American wildlife trainer

Bhagavan Mahamayavi "Doc" Antle (born Kevin Antle; March 25, 1960), is an American animal trainer and roadside zoo operator. He was convicted of wildlife trafficking and conspiracy to commit money laundering.

Antle began raising dogs in his youth, and started operating a private zoo in 1983. Antle has worked as an animal trainer for films including Ace Ventura and Dr. Dolittle in addition to appearing as a guest on several television shows. In 2020, he was featured in the first season of Netflix true crime documentary series Tiger King. Antle was the subject of a follow-up documentary Tiger King: The Doc Antle Story released in December 2021.

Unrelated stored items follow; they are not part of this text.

use std::{
    sync::{Arc, OnceLock},
    time::Duration,
};

use anyhow::Result;
use once_cell::sync::Lazy;
use sqlx::{postgres::PgPoolOptions, PgPool};

use crate::config;

pub mod table;

static POSTGRES: Lazy<Arc<OnceLock<PostgresSQL>>> = Lazy::new(|| Arc::new(OnceLock::new()));

/// PostgreSQL 連線池封裝
///
/// 連線字串來自 `config::SETTINGS.database.url`，
/// 供 `database::table::*` 共享使用。
pub struct PostgresSQL {
    pub pool: PgPool,
}

/// 提供 `COPY ... FROM STDIN` 所需的 CSV 序列化能力。
pub(super) trait CopyIn: Send {
    /// 將資料列轉成 PostgreSQL `COPY` 可接受的單行 CSV。
    fn to_csv(&self) -> String;
}

/// 以 PostgreSQL `COPY FROM STDIN` 批次寫入資料。
///
/// `items` 會先透過 [`CopyIn::to_csv`] 串接成一段 CSV，再一次送到資料庫。
///
/// # Errors
/// 當取得連線、建立 copy writer、傳送資料或結束 copy 流程失敗時回傳錯誤。
pub(super) async fn copy_in_raw(copy_in_query: &str, items: &[impl CopyIn]) -> Result<u64> {
    let data: String = items.iter().map(CopyIn::to_csv).collect();
    let data_as_bytes = data.as_bytes();
    let mut conn = get_connection().acquire().await?;
    let mut writer = conn.copy_in_raw(copy_in_query).await?;

    writer.send(data_as_bytes).await?;

    Ok(writer.finish().await?)
}

impl PostgresSQL {
    pub fn new() -> PostgresSQL {
        let database_url = &config::SETTINGS.database.url;
        let db = PgPoolOptions::new()
            .max_lifetime(Some(Duration::from_secs(1800)))
            .max_connections(20)
            .min_connections(2)
            .acquire_timeout(Duration::from_secs(5))
            .idle_timeout(Some(Duration::from_secs(600)))
            .connect_lazy(database_url)
            .unwrap_or_else(|_| panic!("wrong database URL {}", database_url));

        Self { pool: db }
    }

    pub fn pool(&self) -> &PgPool {
        &self.pool
    }
}

impl Default for PostgresSQL {
    fn default() -> Self {
        Self::new()
    }
}

fn get_postgresql() -> &'static PostgresSQL {
    POSTGRES.get_or_init(PostgresSQL::new)
}

/// 取得全域 PostgreSQL 連線池。
pub fn get_connection() -> &'static PgPool {
    get_postgresql().pool()
}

Antle has faced accusations of animal cruelty throughout his career. In 2020, Antle was charged with felony wildlife trafficking after an investigation by the Attorney General of Virginia. After his conviction in 2023, he was fined $10,000 and banned from owning wildlife in Virginia for five years. In 2022, Antle was arrested and charged by the FBI for wildlife trafficking and money laundering. In July 2025, Antle was sentenced to 12 months and one day in federal prison, a fine of $55,000, and three years of supervised release.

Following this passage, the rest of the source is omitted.